Review: A Triumphant JERSEY BOYS Debuts at the La Mirada Theatre
The cast of JERSEY BOYS at La Mirada Theatre.
Photo by Jason Niedle.

And, finally, playing multiple small but memorable roles throughout the show, the infectiously joyful Michael Ray Fisher effectively steals the show with each ham-tastic appearance, showcasing a knack for making individual minor characters stand out from the rest (I basically smiled and giggled every time he came on stage to play someone else), and proving the adage that there are indeed no small parts for someone with such a huge personality. The big bonus surprise comes during the closing number where Fisher is given the spotlight to wail some amazing stratospherically high vocal riffs that almost tore the roof off of the place. Bravo, sir! Consider me one of your newest fans.

But, of course, audiences most likely came to see this production of JERSEY BOYS to hear the hits—and this show, naturally, delivers.

The songs of The Four Seasons is the piercing core of the musical, and they shine brightly throughout the production, especially as performed by this incredible cast. The catchy tunes and memorable lyrics definitely satiate people's cravings for this kind of nostalgia, transporting audiences back to the heyday of 1960s/1970s pop music that these boys help put on the charts.

While most traditional musicals integrate songs as extensions of dialogue and story to advance the plot or illuminate characters' inner feelings and emotions, here, the songs serve as mostly timeline guideposts, which still works for me in moving the action forward (a few songs do get their moments as punctuations to significant events that happen in the story, but I won't spoil them here).

Standout performances of classic hits like "Sherry," "Big Girls Don't Cry," "Walk Like A Man," "December, 1963 (Oh What A Night!)," and "Can't Take My Eyes Off You" definitely leave a lasting impression. In the hands of this production's orchestra and ensemble cast, the songs are as lively as ever.
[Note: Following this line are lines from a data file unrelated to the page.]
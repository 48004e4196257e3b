//! Service error types.

use crate::config::ConfigError;
use stashsort_core::ContainerKind;
use thiserror::Error;

/// Errors returned by the service entry points.
///
/// A sort that starts and then stops early is not an error; it is reported
/// through [`stashsort_core::SortReport`].
#[derive(Debug, Error)]
pub enum ServiceError {
    #[error("I/O error: {0}")]
    Io(#[from] std::io::Error),

    #[error("core error: {0}")]
    Core(#[from] stashsort_core::CoreError),

    #[error("storage error: {0}")]
    Storage(#[from] stashsort_storage::StorageError),

    #[error("capture error: {0}")]
    Capture(#[from] stashsort_capture::CaptureError),

    #[error("{0}")]
    Config(#[from] ConfigError),

    #[error("container {0} cannot be sorted")]
    NotSortable(ContainerKind),

    #[error("overflow container {0} is the sort destination")]
    OverflowIsDestination(ContainerKind),

    #[error("a sort is already running")]
    SortInProgress,

    #[error("sort worker panicked")]
    WorkerPanicked,
}

impl ServiceError {
    /// Returns whether the error means nothing has been captured yet for the
    /// requested character or container.
    pub fn is_not_found(&self) -> bool {
        matches!(self, ServiceError::Storage(e) if e.is_not_found())
    }

    /// Returns whether the same call may succeed if retried later.
    pub fn is_retryable(&self) -> bool {
        match self {
            ServiceError::Io(_) | ServiceError::SortInProgress => true,
            ServiceError::Capture(e) => e.is_retryable(),
            ServiceError::Storage(e) => e.is_not_found(),
            _ => false,
        }
    }
}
With its exhilarating energy, unforgettable soundtrack, and compelling storytelling, JERSEY BOYS honorably pays homage to the timeless music of this talented foursome, while offering audiences a heightened glimpse into their tumultuous, dramatically high-pressure world behind the scenes. It's certainly a groove-tastic journey through the highs and lows of fame, friendship, and the pursuit of the American dream.

Ultimately, JERSEY BOYS is an exciting stage show that touches on themes of loyalty, friendship, and the cost of fame. As seen in its compellingly presented narrative, the titular foursome do reach the pinnacle of success, but are subsequently forced to confront the consequences of their choices and the toll it takes on their relationships. Despite their eventual breakup, the musical celebrates the enduring legacy of their music and the bonds that unite them, both on and off the stage.

Review: A Triumphant JERSEY BOYS Debuts at the La Mirada Theatre
Johnny DiGiorgio, Noah Rivera and Quintan Craig (center).
Photo by Jason Niedle.

If you're already a huge fan of the show, then La Mirada's superb new production will surely reignite your nostalgic love for it. And if you've never experienced the show before, this one is a must-see and will definitely knock your socks off!

Follow this reviewer on Instagram / Twitter X / Threads: @cre8iveMLQ.


Photos by Jason Niedle, courtesy of La Mirada Theatre for the Performing Arts.

Performances of the McCoy Rigby / 3-D Theatricals production of JERSEY BOYS at The La Mirada Theatre for the Performing Arts continue through Sunday, May 12, 2024. The theater is located at 14900 La Mirada Boulevard in the city of La Mirada, CA. Parking is Free. For tickets, visit or call (562) 944-9801 or (714) 994-6310.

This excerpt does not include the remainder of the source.